__Exercise brief__.
For the entries that follow, restate word for word the line containing "return &[];", the line containing "assert_eq!(r.get_u64(), 1 << 40);", and every line that lies between them.

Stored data
━━━━━━━━━━━━━━━━━━━━━━━━━━━━━━

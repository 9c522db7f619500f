//! Binary wire codec
//!
//! Big-endian integer and length-prefixed string encoding shared by the
//! SSH-2 framing layer and the SFTP packet layer.
//!
//! The reader carries a sticky truncation flag rather than returning a
//! `Result` per field: parse code reads a whole group of fields and
//! checks `ok()` once at the end. A reader that has run past the end of
//! its input yields zeros and empty slices from then on.

use bytes::{BufMut, Bytes, BytesMut};

/// Append-only builder for wire data.
#[derive(Debug, Default)]
pub struct WireWriter {
    buf: BytesMut,
}

impl WireWriter {
    pub fn new() -> Self {
        Self::default()
    }

    pub fn with_capacity(cap: usize) -> Self {
        Self {
            buf: BytesMut::with_capacity(cap),
        }
    }

    pub fn len(&self) -> usize {
        self.buf.len()
    }

    pub fn is_empty(&self) -> bool {
        self.buf.is_empty()
    }

    pub fn put_u8(&mut self, v: u8) {
        self.buf.put_u8(v);
    }

    pub fn put_u32(&mut self, v: u32) {
        self.buf.put_u32(v);
    }

    pub fn put_u64(&mut self, v: u64) {
        self.buf.put_u64(v);
    }

    pub fn put_raw(&mut self, data: &[u8]) {
        self.buf.put_slice(data);
    }

    /// u32 length prefix followed by the bytes.
    pub fn put_string(&mut self, data: &[u8]) {
        self.buf.put_u32(data.len() as u32);
        self.buf.put_slice(data);
    }

    pub fn put_str(&mut self, s: &str) {
        self.put_string(s.as_bytes());
    }

    /// Append `n` zero bytes.
    pub fn put_zeroes(&mut self, n: usize) {
        self.buf.put_bytes(0, n);
    }

    pub fn as_slice(&self) -> &[u8] {
        &self.buf
    }

    pub fn as_mut_slice(&mut self) -> &mut [u8] {
        &mut self.buf
    }

    pub fn truncate(&mut self, len: usize) {
        self.buf.truncate(len);
    }

    pub fn into_bytes(self) -> Bytes {
        self.buf.freeze()
    }

    pub fn into_vec(self) -> Vec<u8> {
        self.buf.to_vec()
    }
}

/// Cursor-based reader with a sticky truncation flag.
#[derive(Debug)]
pub struct WireReader<'a> {
    data: &'a [u8],
    pos: usize,
    err: bool,
}

impl<'a> WireReader<'a> {
    pub fn new(data: &'a [u8]) -> Self {
        Self {
            data,
            pos: 0,
            err: false,
        }
    }

    /// True until any read has run past the end of the input.
    pub fn ok(&self) -> bool {
        !self.err
    }

    pub fn remaining(&self) -> usize {
        self.data.len() - self.pos
    }

    fn take(&mut self, n: usize) -> &'a [u8] {
        if self.err || n > self.remaining() {
            self.err = true;
            return &[];
        }
        let out = &self.data[self.pos..self.pos + n];
        self.pos += n;
        out
    }

    pub fn get_u8(&mut self) -> u8 {
        let b = self.take(1);
        if b.is_empty() { 0 } else { b[0] }
    }

    pub fn get_u32(&mut self) -> u32 {
        let b = self.take(4);
        if b.len() == 4 {
            u32::from_be_bytes([b[0], b[1], b[2], b[3]])
        } else {
            0
        }
    }

    pub fn get_u64(&mut self) -> u64 {
        let b = self.take(8);
        if b.len() == 8 {
            u64::from_be_bytes([b[0], b[1], b[2], b[3], b[4], b[5], b[6], b[7]])
        } else {
            0
        }
    }

    pub fn get_raw(&mut self, n: usize) -> &'a [u8] {
        self.take(n)
    }

    /// u32 length prefix followed by the bytes.
    pub fn get_string(&mut self) -> &'a [u8] {
        let len = self.get_u32() as usize;
        self.take(len)
    }
}

#[cfg(test)]
mod tests {
    use super::*;

    #[test]
    fn test_writer_reader_round_trip() {
        let mut w = WireWriter::new();
        w.put_u8(0x5e);
        w.put_u32(0xdead_beef);
        w.put_u64(1 << 40);
        w.put_str("tern");

        let bytes = w.into_vec();
        let mut r = WireReader::new(&bytes);
        assert_eq!(r.get_u8(), 0x5e);
        assert_eq!(r.get_u32(), 0xdead_beef);
        assert_eq!(r.get_u64(), 1 << 40);
        assert_eq!(r.get_string(), b"tern");
        assert!(r.ok());
        assert_eq!(r.remaining(), 0);
    }

    #[test]
    fn test_reader_error_is_sticky() {
        let mut r = WireReader::new(&[0x01, 0x02]);
        assert_eq!(r.get_u32(), 0);
        assert!(!r.ok());
        // Two readable bytes remain, but the reader stays dead.
        assert_eq!(r.get_u8(), 0);
        assert!(!r.ok());
    }

    #[test]
    fn test_truncated_string() {
        let mut w = WireWriter::new();
        w.put_u32(100);
        w.put_raw(b"short");
        let bytes = w.into_vec();

        let mut r = WireReader::new(&bytes);
        assert_eq!(r.get_string(), b"");
        assert!(!r.ok());
    }
}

━━━━━━━━━━━━━━━━━━━━━━━━━━━━━━

__Output below__.
            return &[];
        }
        let out = &self.data[self.pos..self.pos + n];
        self.pos += n;
        out
    }

    pub fn get_u8(&mut self) -> u8 {
        let b = self.take(1);
        if b.is_empty() { 0 } else { b[0] }
    }

    pub fn get_u32(&mut self) -> u32 {
        let b = self.take(4);
        if b.len() == 4 {
            u32::from_be_bytes([b[0], b[1], b[2], b[3]])
        } else {
            0
        }
    }

    pub fn get_u64(&mut self) -> u64 {
        let b = self.take(8);
        if b.len() == 8 {
            u64::from_be_bytes([b[0], b[1], b[2], b[3], b[4], b[5], b[6], b[7]])
        } else {
            0
        }
    }

    pub fn get_raw(&mut self, n: usize) -> &'a [u8] {
        self.take(n)
    }

    /// u32 length prefix followed by the bytes.
    pub fn get_string(&mut self) -> &'a [u8] {
        let len = self.get_u32() as usize;
        self.take(len)
    }
}

#[cfg(test)]
mod tests {
    use super::*;

    #[test]
    fn test_writer_reader_round_trip() {
        let mut w = WireWriter::new();
        w.put_u8(0x5e);
        w.put_u32(0xdead_beef);
        w.put_u64(1 << 40);
        w.put_str("tern");

        let bytes = w.into_vec();
        let mut r = WireReader::new(&bytes);
        assert_eq!(r.get_u8(), 0x5e);
        assert_eq!(r.get_u32(), 0xdead_beef);
        assert_eq!(r.get_u64(), 1 << 40);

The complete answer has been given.